Конфедерация театральных союзов представила на суд зрителей два спектакля: "Тарарабумбию" Дмитрия Крымова и "Донку" Даниеля Финци Паски. Оба спектакля поставлены по мотивам произведений Антона Павловича Чехова, чьё 150-летие отмечается в этом году.
Если привести живые картинки Дмитрия Крымова к общему сюжетному знаменателю, получится так: "Жили-были красивые люди, сочиняли, искали смысл жизни. Потом пришли грубые красноармейцы. Одних постреляли, других вытолкали в эмиграцию, присвоили себе певца дворянских гнезд Антона Павловича Чехова, повадились самым мещанским образом праздновать его юбилеи".
Все происходит на подиуме, проходящем через зал, как на модных дефиле. Правда, в основании подиума — движущаяся лента транспортера. Живые картины, нарисованные Крымовым-художником, порой весьма выразительны. И все же общий смысл режиссерского высказывания отдает какой-то вывернутой наизнанку вульгарной социологией, которая Чехову была совершенно чужда.
Спектакль же Даниеля Финци Паски называется "Донка".
— Донка — это название удочки. Даниелю очень в Таганроге понравилось, как все на набережной сидят, все ловят рыбу, — объясняет глава Конфедерации театральных союзов Валерий Шадрин. — Донка — это такая глубинная память о Чехове, замечательный поэтический образ Чехова, его произведений.
Если попробовать своими словами пересказать сюжет, который сплел Даниель Финци Паска, получится так: "Когда-то в Италии люди платили деньги, чтобы посмотреть, как расправляются с трупами в анатомическом театре. Делали они это не из кровожадности, а потому, что рассчитывали узнать, где же все-таки таится душа. Потом времена изменились, и поисками души стали заниматься обычные театры. А Чехов был врач и писатель, он искал ее повсюду. И еще он родился в провинции, был уездным доктором, а провинциальная жизнь - хоть в России, хоть в Италии, хоть в Швейцарии - похожа".
В "Донке" Финци три сестры — прелестные молоденькие девочки — раскачиваются на огромных качелях, страшно озорничают и выделывают всякие замысловатые цирковые чудеса. Нина Заречная пляшет степ на скользком пластике: ноги разъезжаются, а зрители — Аркадина, Тригорин и остальные персонажи "Чайки" — показывают ей, каким должен быть ритм, но она снова сбивается, и дробь получается такой же авангардной, как театр Треплева. А вот на операционном столе везут на прием к врачу женщину-змею, и доктор принимается бережно ее распутывать — ну, чего только не бывает в медицинской практике.
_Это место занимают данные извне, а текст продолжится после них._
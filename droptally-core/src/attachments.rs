use crate::normalize::{extension_from_content_type, sanitize_filename};
use std::path::PathBuf;

/// Saves uploaded screenshots under a content-addressed layout and hands
/// back the externally servable URL:
///
/// `{root}/{wom_id}/{kind}/{subfolder?}/{name}_{entry_id}[_{n}].{ext}`
pub struct AttachmentSink {
    root: PathBuf,
    public_base: String,
}

#[derive(Debug, Clone)]
pub struct SavedAttachment {
    pub path: PathBuf,
    pub url: String,
}

impl AttachmentSink {
    pub fn new(root: impl Into<PathBuf>, public_base: impl Into<String>) -> Self {
        let mut public_base = public_base.into();
        while public_base.ends_with('/') {
            public_base.pop();
        }
        Self {
            root: root.into(),
            public_base,
        }
    }

    pub async fn save(
        &self,
        wom_id: i32,
        kind: &str,
        subfolder: Option<&str>,
        entry_name: &str,
        entry_id: i64,
        content_type: Option<&str>,
        bytes: &[u8],
    ) -> std::io::Result<SavedAttachment> {
        let extension = extension_from_content_type(content_type);

        let mut dir = self.root.join(wom_id.to_string()).join(kind);
        let mut url_path = format!("{wom_id}/{kind}");
        if let Some(subfolder) = subfolder {
            let subfolder = sanitize_filename(subfolder);
            if !subfolder.is_empty() {
                dir = dir.join(&subfolder);
                url_path = format!("{url_path}/{subfolder}");
            }
        }
        tokio::fs::create_dir_all(&dir).await?;

        let base_name = format!("{}_{entry_id}", sanitize_filename(entry_name));
        let file_name = self.unique_file_name(&dir, &base_name, extension).await?;
        let path = dir.join(&file_name);
        tokio::fs::write(&path, bytes).await?;

        Ok(SavedAttachment {
            url: format!("{}/{url_path}/{file_name}", self.public_base),
            path,
        })
    }

    /// Disambiguates collisions with a numeric suffix, the same way the
    /// store has always been laid out.
    async fn unique_file_name(
        &self,
        dir: &PathBuf,
        base_name: &str,
        extension: &str,
    ) -> std::io::Result<String> {
        let mut candidate = format!("{base_name}.{extension}");
        let mut counter = 1u32;
        while tokio::fs::try_exists(dir.join(&candidate)).await? {
            candidate = format!("{base_name}_{counter}.{extension}");
            counter += 1;
        }
        Ok(candidate)
    }
}

#[cfg(test)]
mod tests {
    use super::*;

    #[tokio::test]
    async fn saves_under_player_kind_subfolder_layout() {
        let tmp = std::env::temp_dir().join(format!("droptally-sink-{}", std::process::id()));
        let sink = AttachmentSink::new(&tmp, "https://img.example/base/");

        let saved = sink
            .save(
                77,
                "drop",
                Some("King Black Dragon"),
                "Dragon med helm",
                12,
                Some("image/png"),
                b"pngbytes",
            )
            .await
            .expect("save should succeed");

        assert_eq!(
            saved.url,
            "https://img.example/base/77/drop/King_Black_Dragon/Dragon_med_helm_12.png"
        );
        assert!(saved.path.exists());

        // A second save of the same entry gets a numeric suffix.
        let again = sink
            .save(
                77,
                "drop",
                Some("King Black Dragon"),
                "Dragon med helm",
                12,
                Some("image/png"),
                b"pngbytes",
            )
            .await
            .expect("save should succeed");
        assert!(again.url.ends_with("Dragon_med_helm_12_1.png"));

        tokio::fs::remove_dir_all(&tmp).await.ok();
    }
}
diesel::table! {
    players (player_id) {
        player_id -> Int4,
        wom_id -> Nullable<Int4>,
        player_name -> Text,
        account_hash -> Nullable<Text>,
        user_id -> Nullable<Int4>,
        log_slots -> Int4,
        total_level -> Int4,
        hidden -> Bool,
        date_added -> Timestamp,
        date_updated -> Timestamp,
    }
}

diesel::table! {
    users (user_id) {
        user_id -> Int4,
        username -> Text,
        auth_token -> Text,
        discord_id -> Nullable<Text>,
        date_added -> Timestamp,
    }
}

diesel::table! {
    user_configurations (id) {
        id -> Int8,
        user_id -> Int4,
        config_key -> Text,
        config_value -> Text,
    }
}

diesel::table! {
    groups (group_id) {
        group_id -> Int4,
        group_name -> Text,
        wom_group_id -> Nullable<Int4>,
        description -> Nullable<Text>,
        icon_url -> Nullable<Text>,
        invite_url -> Nullable<Text>,
        date_added -> Timestamp,
        date_updated -> Timestamp,
    }
}

diesel::table! {
    group_configurations (id) {
        id -> Int8,
        group_id -> Int4,
        config_key -> Text,
        config_value -> Text,
        long_value -> Nullable<Text>,
        updated_at -> Timestamp,
    }
}

diesel::table! {
    group_members (player_id, group_id) {
        player_id -> Int4,
        group_id -> Int4,
    }
}

diesel::table! {
    items (item_id) {
        item_id -> Int4,
        item_name -> Text,
        stackable -> Bool,
        noted -> Bool,
    }
}

diesel::table! {
    npcs (npc_id) {
        npc_id -> Int4,
        npc_name -> Text,
    }
}

diesel::table! {
    drops (drop_id) {
        drop_id -> Int8,
        player_id -> Int4,
        item_id -> Int4,
        npc_id -> Int4,
        value -> Int8,
        quantity -> Int4,
        partition -> Int4,
        image_url -> Nullable<Text>,
        authenticated -> Bool,
        used_api -> Bool,
        unique_id -> Nullable<Text>,
        date_added -> Timestamp,
    }
}

diesel::table! {
    personal_bests (id) {
        id -> Int8,
        player_id -> Int4,
        npc_id -> Int4,
        team_size -> Text,
        personal_best_ms -> Int8,
        kill_time_ms -> Int8,
        new_pb -> Bool,
        image_url -> Nullable<Text>,
        used_api -> Bool,
        unique_id -> Nullable<Text>,
        date_added -> Timestamp,
    }
}

diesel::table! {
    combat_achievements (id) {
        id -> Int8,
        player_id -> Int4,
        task_name -> Text,
        image_url -> Nullable<Text>,
        used_api -> Bool,
        unique_id -> Nullable<Text>,
        date_added -> Timestamp,
    }
}

diesel::table! {
    collection_log_entries (log_id) {
        log_id -> Int8,
        player_id -> Int4,
        item_id -> Int4,
        npc_id -> Int4,
        reported_slots -> Nullable<Int4>,
        image_url -> Nullable<Text>,
        used_api -> Bool,
        unique_id -> Nullable<Text>,
        date_added -> Timestamp,
    }
}

diesel::table! {
    player_pets (id) {
        id -> Int8,
        player_id -> Int4,
        item_id -> Int4,
        pet_name -> Text,
        unique_id -> Nullable<Text>,
        date_added -> Timestamp,
    }
}

diesel::table! {
    notification_queue (id) {
        id -> Int8,
        notification_type -> Text,
        player_id -> Int4,
        group_id -> Nullable<Int4>,
        data -> Text,
        status -> Text,
        created_at -> Timestamp,
        processed_at -> Nullable<Timestamp>,
        error -> Nullable<Text>,
    }
}

diesel::table! {
    point_credits (id) {
        id -> Int8,
        player_id -> Nullable<Int4>,
        group_id -> Nullable<Int4>,
        source -> Text,
        amount -> Int8,
        amount_remaining -> Int8,
        earned_at -> Timestamp,
        expires_at -> Nullable<Timestamp>,
        status -> Text,
        revoked_at -> Nullable<Timestamp>,
        revocation_reason -> Nullable<Text>,
    }
}

diesel::table! {
    point_debits (id) {
        id -> Int8,
        player_id -> Nullable<Int4>,
        group_id -> Nullable<Int4>,
        spent_by_player_id -> Nullable<Int4>,
        amount -> Int8,
        reason -> Text,
        allocations -> Jsonb,
        activation_id -> Nullable<Int8>,
        created_at -> Timestamp,
    }
}

diesel::table! {
    premium_features (id) {
        id -> Int4,
        feature_key -> Text,
        name -> Text,
        scope -> Text,
        cost_points -> Int8,
        duration_days -> Int4,
        allow_multiple -> Bool,
        active -> Bool,
    }
}

diesel::table! {
    feature_activations (id) {
        id -> Int8,
        player_id -> Nullable<Int4>,
        group_id -> Nullable<Int4>,
        feature_id -> Int4,
        start_at -> Timestamp,
        end_at -> Timestamp,
        auto_renew -> Bool,
        status -> Text,
    }
}

diesel::table! {
    recurring_point_grants (id) {
        id -> Int8,
        player_id -> Int4,
        source -> Text,
        external_ref -> Nullable<Text>,
        amount_per_period -> Int8,
        cadence -> Text,
        last_granted_at -> Nullable<Timestamp>,
        next_due_at -> Nullable<Timestamp>,
        status -> Text,
    }
}

diesel::table! {
    app_options (option_key) {
        option_key -> Text,
        option_value -> Text,
    }
}

diesel::joinable!(feature_activations -> premium_features (feature_id));
diesel::joinable!(group_members -> players (player_id));
diesel::joinable!(group_members -> groups (group_id));
diesel::joinable!(user_configurations -> users (user_id));

diesel::allow_tables_to_appear_in_same_query!(
    players,
    users,
    user_configurations,
    groups,
    group_configurations,
    group_members,
    items,
    npcs,
    drops,
    personal_bests,
    combat_achievements,
    collection_log_entries,
    player_pets,
    notification_queue,
    point_credits,
    point_debits,
    premium_features,
    feature_activations,
    recurring_point_grants,
    app_options,
);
В спектакль "Донка", поставленный, как всегда у Даниеля Финци Паски, в тональности феллиниевского "Амаркорда", вплетена история болезни и смерти самого Чехова
"Театр должен показывать жизнь не такой, какая она есть, а такой, какой представляется в мечтах". За этой репликой следует фантастическая по изобретательности, остроумная сцена: два актера, лежа на полу, исполняют очень простые движения, но мы видим не только их, а еще вертикальную проекцию их тел на ширму-экран. То есть в видеоизображении они не лежат, а стоят, и тогда кажется, что выполняют головокружительные, небывалые трюки. Фокус разоблачен, а чудо не исчезает.
В спектакль "Донка", поставленный, как всегда у Даниеля Финци Паски, в тональности феллиниевского "Амаркорда", вплетена история болезни и смерти самого Чехова. Известно, что в старину существовало правило: когда лечащий врач понимал, что его пациент-коллега умирает, то должен был предложить больному бокал шампанского. Известно также, что Чехов, видя замешательство своего доктора, сам попросил шампанского. Над сценой покачивается люстра с хрусталиками-льдинками — лед давали глотать чахоточным больным при кровохаркании. Пол засыпан красными лепестками - сгустками крови. Возле постели больного стоит ведерко, сделанное изо льда, а в нем — ледяная бутылка шампанского. И вокруг люстры над сценой вьется, кружится гимнастка на ленте, прекрасная женщина в
ослепительно белом платье, то ли отлетающая душа, то ли тихий ангел.